We never met her, yet she has been a major inspiration to us, and we would like to devote this space to saying ‘thank you’ to her. Why? Well, we came to know Eileen through her autobiography, Flight into Freedom and Beyond, which is one of our favourite books. We read of her abundantly, gloriously fruitful life, an inspiring testimony to the immense, transformative power that can be released when even one person devotes her life singlemindedly to loving and nurturing the divine, in herself and others. Whatever mistakes she made, whatever disasters befell her, her utterly steadfast determination to be a channel for divine love carried her through, and turned all things to the good. And how! Just look at what she did, what she gave birth to, by being true to love. The Findhorn Foundation has influenced thousands of people on their spiritual quest. Innumerable authors and spiritual teachers count their contact with Findhorn and with Eileen in particular among their formative experiences. And humanity’s mushrooming awareness of universal law and how mind, body and spirit interact is due in no small part, we believe, to the work of Findhorn.

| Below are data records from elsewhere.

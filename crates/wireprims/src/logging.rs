use clap::ValueEnum;
use tracing::level_filters::LevelFilter;

#[derive(Copy, Clone, Debug, ValueEnum)]
pub enum LogFormat {
    Text,
    Json,
}

#[derive(Copy, Clone, Debug, ValueEnum)]
pub enum LogLevel {
    Off,
    Error,
    Warn,
    Info,
    Debug,
    Trace,
}

impl LogLevel {
    pub fn as_filter(self) -> LevelFilter {
        match self {
            LogLevel::Off => LevelFilter::OFF,
            LogLevel::Error => LevelFilter::ERROR,
            LogLevel::Warn => LevelFilter::WARN,
            LogLevel::Info => LevelFilter::INFO,
            LogLevel::Debug => LevelFilter::DEBUG,
            LogLevel::Trace => LevelFilter::TRACE,
        }
    }
}

/// Install the stderr subscriber; stdout is reserved for command output.
pub fn init_logging(format: LogFormat, level: LogLevel) {
    let builder = tracing_subscriber::fmt()
        .with_writer(std::io::stderr)
        .with_max_level(level.as_filter())
        .with_ansi(false)
        .with_target(true);

    let _ = match format {
        LogFormat::Text => builder.try_init(),
        LogFormat::Json => builder.json().try_init(),
    };
}
//! UTF-8 helpers shared by the string operations.

use std::borrow::Cow;

/// Terminator for null-terminated and zero-padded strings.
pub const NUL: u8 = 0;

/// Index of the first NUL byte, if any.
pub fn find_nul(bytes: &[u8]) -> Option<usize> {
    bytes.iter().position(|&b| b == NUL)
}

/// Decode the bytes before the first NUL (or all bytes if there is none).
///
/// Invalid UTF-8 sequences are replaced with `U+FFFD`. Valid input is
/// returned borrowed.
pub fn decode_until_nul(bytes: &[u8]) -> Cow<'_, str> {
    let end = find_nul(bytes).unwrap_or(bytes.len());
    String::from_utf8_lossy(&bytes[..end])
}

/// Longest prefix of `text` that fits in `max` bytes and ends on a character
/// boundary.
pub fn truncate_to_boundary(text: &str, max: usize) -> &str {
    if text.len() <= max {
        return text;
    }
    let mut end = max;
    while !text.is_char_boundary(end) {
        end -= 1;
    }
    &text[..end]
}
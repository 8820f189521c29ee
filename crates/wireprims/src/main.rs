mod cmd;
mod exit;
mod hex;
mod layout;
mod logging;
mod output;

use clap::Parser;

use crate::cmd::Command;
use crate::logging::{init_logging, LogFormat, LogLevel};
use crate::output::OutputFormat;

#[derive(Parser, Debug)]
#[command(name = "wireprims", version, about = "Binary wire-format codec CLI")]
struct Cli {
    /// Output format.
    #[arg(long, value_name = "FORMAT", global = true)]
    format: Option<OutputFormat>,

    /// Log output format (stderr).
    #[arg(
        long,
        value_name = "FORMAT",
        env = "WIREPRIMS_LOG_FORMAT",
        default_value = "text",
        global = true
    )]
    log_format: LogFormat,

    /// Minimum log level (stderr).
    #[arg(
        long,
        value_name = "LEVEL",
        env = "WIREPRIMS_LOG_LEVEL",
        default_value = "warn",
        global = true
    )]
    log_level: LogLevel,

    #[command(subcommand)]
    command: Command,
}

fn main() {
    let cli = Cli::parse();
    init_logging(cli.log_format, cli.log_level);

    let format = cli.format.unwrap_or_else(OutputFormat::default_for_stdout);
    let result = cmd::run(cli.command, format);

    match result {
        Ok(code) => std::process::exit(code),
        Err(err) => {
            tracing::debug!(code = err.code, "command failed");
            eprintln!("error: {err}");
            std::process::exit(err.code);
        }
    }
}
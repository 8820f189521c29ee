//! Field layouts: the comma-separated list of field specs driving
//! `decode` and `encode`.

use std::fmt;
use std::str::FromStr;

use crate::hex::{self, HexError};

/// Errors from parsing a layout or a field value.
#[derive(Debug, thiserror::Error)]
pub enum LayoutError {
    #[error("layout is empty")]
    Empty,

    #[error("unknown field kind {0:?}")]
    UnknownField(String),

    #[error("field {field:?} requires a length (e.g. {field}:4)")]
    MissingLength { field: String },

    #[error("invalid length {value:?} for field {field:?}")]
    InvalidLength { field: String, value: String },

    #[error("invalid magic bytes: {0}")]
    Magic(#[source] HexError),

    #[error("field {field:?} needs at least one byte")]
    EmptyField { field: String },

    #[error("expected {expected} values for layout, got {found}")]
    ValueCount { expected: usize, found: usize },

    #[error("invalid value {value:?} for field {field}: {reason}")]
    InvalidValue {
        field: String,
        value: String,
        reason: String,
    },
}

/// One field of a layout.
#[derive(Debug, Clone, PartialEq, Eq)]
pub enum FieldKind {
    U8,
    I16,
    U16,
    I32,
    U32,
    /// 16-bit field stored low byte first in a big-endian buffer.
    I16Reversed,
    U16Reversed,
    Guid,
    /// Zero-padded string of a fixed byte length.
    FixedString(usize),
    /// NUL-terminated string.
    CString,
    Bytes(usize),
    /// Everything up to the end of the buffer.
    Rest,
    Skip(usize),
    /// Expected bytes, checked on decode and emitted on encode.
    Magic(Vec<u8>),
}

impl FieldKind {
    /// Whether `encode` expects a value argument for this field.
    pub fn takes_value(&self) -> bool {
        !matches!(self, FieldKind::Skip(_) | FieldKind::Magic(_))
    }
}

impl fmt::Display for FieldKind {
    fn fmt(&self, f: &mut fmt::Formatter<'_>) -> fmt::Result {
        match self {
            FieldKind::U8 => f.write_str("u8"),
            FieldKind::I16 => f.write_str("i16"),
            FieldKind::U16 => f.write_str("u16"),
            FieldKind::I32 => f.write_str("i32"),
            FieldKind::U32 => f.write_str("u32"),
            FieldKind::I16Reversed => f.write_str("i16r"),
            FieldKind::U16Reversed => f.write_str("u16r"),
            FieldKind::Guid => f.write_str("guid"),
            FieldKind::FixedString(len) => write!(f, "str:{len}"),
            FieldKind::CString => f.write_str("cstr"),
            FieldKind::Bytes(len) => write!(f, "bytes:{len}"),
            FieldKind::Rest => f.write_str("rest"),
            FieldKind::Skip(len) => write!(f, "skip:{len}"),
            FieldKind::Magic(bytes) => write!(f, "magic:{}", hex::encode(bytes)),
        }
    }
}

impl FromStr for FieldKind {
    type Err = LayoutError;

    fn from_str(spec: &str) -> Result<Self, Self::Err> {
        let spec = spec.trim();
        let (name, arg) = match spec.split_once(':') {
            Some((name, arg)) => (name, Some(arg)),
            None => (spec, None),
        };

        let length = |arg: Option<&str>| -> Result<usize, LayoutError> {
            let value = arg.ok_or_else(|| LayoutError::MissingLength {
                field: name.to_string(),
            })?;
            value.parse().map_err(|_| LayoutError::InvalidLength {
                field: name.to_string(),
                value: value.to_string(),
            })
        };

        let kind = match name.to_ascii_lowercase().as_str() {
            "u8" => FieldKind::U8,
            "i16" => FieldKind::I16,
            "u16" => FieldKind::U16,
            "i32" => FieldKind::I32,
            "u32" => FieldKind::U32,
            "i16r" => FieldKind::I16Reversed,
            "u16r" => FieldKind::U16Reversed,
            "guid" => FieldKind::Guid,
            "cstr" => FieldKind::CString,
            "rest" => FieldKind::Rest,
            "str" => FieldKind::FixedString(length(arg)?),
            "bytes" => FieldKind::Bytes(length(arg)?),
            "skip" => FieldKind::Skip(length(arg)?),
            "magic" => {
                let text = arg.ok_or_else(|| LayoutError::MissingLength {
                    field: name.to_string(),
                })?;
                let bytes = hex::decode(text).map_err(LayoutError::Magic)?;
                if bytes.is_empty() {
                    return Err(LayoutError::EmptyField {
                        field: name.to_string(),
                    });
                }
                FieldKind::Magic(bytes)
            }
            _ => return Err(LayoutError::UnknownField(spec.to_string())),
        };

        Ok(kind)
    }
}

/// Parse a comma-separated layout such as `u16,guid,str:8`.
pub fn parse_layout(text: &str) -> Result<Vec<FieldKind>, LayoutError> {
    let fields = text
        .split(',')
        .filter(|part| !part.trim().is_empty())
        .map(str::parse)
        .collect::<Result<Vec<FieldKind>, _>>()?;

    if fields.is_empty() {
        return Err(LayoutError::Empty);
    }
    Ok(fields)
}

/// Parse an integer in decimal or `0x` hex, with an optional leading `-`.
pub fn parse_int(text: &str) -> Option<i64> {
    let text = text.trim();
    let (negative, digits) = match text.strip_prefix('-') {
        Some(rest) => (true, rest),
        None => (false, text),
    };
    if digits.starts_with(['-', '+']) {
        return None;
    }

    let magnitude = match digits.strip_prefix("0x").or_else(|| digits.strip_prefix("0X")) {
        Some(hex) if !hex.starts_with(['-', '+']) => i64::from_str_radix(hex, 16).ok()?,
        Some(_) => return None,
        None => digits.parse::<i64>().ok()?,
    };

    Some(if negative { -magnitude } else { magnitude })
}
//! Hex text for CLI input and output.

/// Errors from parsing hex text.
#[derive(Debug, Clone, PartialEq, Eq, thiserror::Error)]
pub enum HexError {
    #[error("odd number of hex digits ({0})")]
    OddLength(usize),

    #[error("invalid hex digit {found:?} at position {index}")]
    InvalidDigit { found: char, index: usize },
}

/// Lowercase hex, two digits per byte.
pub fn encode(bytes: &[u8]) -> String {
    let mut out = String::with_capacity(bytes.len() * 2);
    for byte in bytes {
        out.push_str(&format!("{byte:02x}"));
    }
    out
}

/// Parse hex digits, ignoring an optional `0x` prefix and ASCII whitespace.
pub fn decode(text: &str) -> Result<Vec<u8>, HexError> {
    let text = text.trim();
    let text = text
        .strip_prefix("0x")
        .or_else(|| text.strip_prefix("0X"))
        .unwrap_or(text);

    let mut digits = Vec::with_capacity(text.len());
    for (index, c) in text.char_indices() {
        if c.is_ascii_whitespace() {
            continue;
        }
        let digit = c
            .to_digit(16)
            .ok_or(HexError::InvalidDigit { found: c, index })?;
        digits.push(digit as u8);
    }

    if digits.len() % 2 != 0 {
        return Err(HexError::OddLength(digits.len()));
    }

    Ok(digits
        .chunks_exact(2)
        .map(|pair| (pair[0] << 4) | pair[1])
        .collect())
}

Yet Eileen was just, as she described herself, a divinely ordinary person. Shy, retiring and humble by nature, she was not one for the limelight. So how did she do what she did? By ‘holding the vision’, as Diana Cooper says in her tribute to Eileen. It was simply that, whenever she came to a crossroads in her life, however major or minor, she always chose the route that seemed to her to lead closer to the divine in all things. And she always gave her best to that choice - nothing less would do for her, no matter what fears or resistance she may have felt within. And that is why her best was always good enough, more than good enough, and why her humble offerings were so often met with divine help verging on the miraculous. The Findhorn Community first became famous, back in the 1960s, for growing fabulously huge vegetables in nothing but sand. This is no accident, we believe, but a transcendent symbol. A seed planted in sand with great love for and trust in the divine - in oneself, the Earth and all things - will bear greater fruit by far than a seed planted in fertile soil, if that love and trust is absent. Thank you Eileen, thank you - for your planting, your bearing and your fruiting!